Beyond the one-way ANOVA for ’omics data

With ever increasing accessibility to high throughput technologies, more complex treatment structures can be assessed in a variety of ’omics applications. This adds an extra layer of complexity to the analysis and interpretation, in particular when inferential univariate methods are applied en masse. It is well-known that mass univariate testing suffers from multiplicity issues and although this has been well documented for simple comparative tests, few approaches have focussed on more complex explanatory structures. Two frameworks are introduced incorporating corrections for multiplicity whilst maintaining appropriate structure in the explanatory variables.
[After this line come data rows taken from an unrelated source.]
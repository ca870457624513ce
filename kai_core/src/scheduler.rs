use crate::input::FuzzInput;
use rand::Rng;
use thiserror::Error;

pub const DEFAULT_AGE_WEIGHT: f64 = 0.7;
pub const DEFAULT_GENERATION_WEIGHT: f64 = 0.3;

#[derive(Error, Debug, PartialEq)]
pub enum SchedulerError {
    #[error("Selection weight `{name}` must be finite and non-negative, got {value}")]
    InvalidWeight { name: &'static str, value: f64 },
}

/// Tuning constants for evolutionary parent selection.
///
/// The weight of the input at position `i` of an `n`-element corpus is
/// `age_weight * (n - i) / n + generation_weight / (generation + 1)`: recently
/// added inputs and inputs close to a seed are preferred.
#[derive(Debug, Clone, Copy, PartialEq)]
pub struct SelectionWeights {
    pub age_weight: f64,
    pub generation_weight: f64,
}

impl Default for SelectionWeights {
    fn default() -> Self {
        Self {
            age_weight: DEFAULT_AGE_WEIGHT,
            generation_weight: DEFAULT_GENERATION_WEIGHT,
        }
    }
}

impl SelectionWeights {
    pub fn new(age_weight: f64, generation_weight: f64) -> Result<Self, SchedulerError> {
        let weights = Self {
            age_weight,
            generation_weight,
        };
        weights.validate()?;
        Ok(weights)
    }

    pub fn validate(&self) -> Result<(), SchedulerError> {
        for (name, value) in [
            ("age-weight", self.age_weight),
            ("generation-weight", self.generation_weight),
        ] {
            if !value.is_finite() || value < 0.0 {
                return Err(SchedulerError::InvalidWeight { name, value });
            }
        }
        Ok(())
    }

    /// Weight of the input at `position` in a corpus of `len` inputs.
    pub fn weight(&self, position: usize, len: usize, generation: u32) -> f64 {
        let age = (len - position) as f64 / len as f64;
        let freshness = 1.0 / (f64::from(generation) + 1.0);
        self.age_weight * age + self.generation_weight * freshness
    }

    /// Roulette-wheel selection over `inputs`, returning the chosen index.
    ///
    /// Returns `None` only for an empty slice. A zero or non-finite total
    /// weight draws `0`, which picks the first input; if floating-point
    /// accumulation falls short of the draw the last input is returned.
    pub fn select<T, R>(&self, inputs: &[T], rng: &mut R) -> Option<usize>
    where
        T: AsRef<FuzzInput>,
        R: Rng + ?Sized,
    {
        if inputs.is_empty() {
            return None;
        }
        let len = inputs.len();
        let weights: Vec<f64> = inputs
            .iter()
            .enumerate()
            .map(|(position, input)| self.weight(position, len, input.as_ref().generation()))
            .collect();

        let total: f64 = weights.iter().sum();
        let draw = if total.is_finite() && total > 0.0 {
            rng.random_range(0.0..total)
        } else {
            0.0
        };

        let mut cumulative = 0.0;
        for (index, weight) in weights.iter().enumerate() {
            cumulative += weight;
            if cumulative >= draw {
                return Some(index);
            }
        }
        Some(len - 1)
    }
}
Within this paradigm, a choice has to be made as to whether multiplicity corrections should be applied to the saturated model, putting emphasis on controlling the rate of false positives, or to the predictive model, where emphasis is on model selection. This choice has implications for both the ranking and selection of the response variables identified as differentially expressed. The theoretical difference is demonstrated between the two approaches along with an empirical study of lipid composition in Arabidopsis under differing levels of salt stress. Multiplicity corrections have an inherent weakness when the full explanatory structure is not properly incorporated. Although a unifying ‘single best’ recommendation is not provided, two reasonable alternatives are provided and the applicability of these approaches is discussed for different scenarios where the aims of analysis will differ. The key result is that the point at which multiplicity is incorporated into the analysis will fundamentally change the interpretation of the results, and the choice of approach should therefore be driven by the specific aims of the experiment.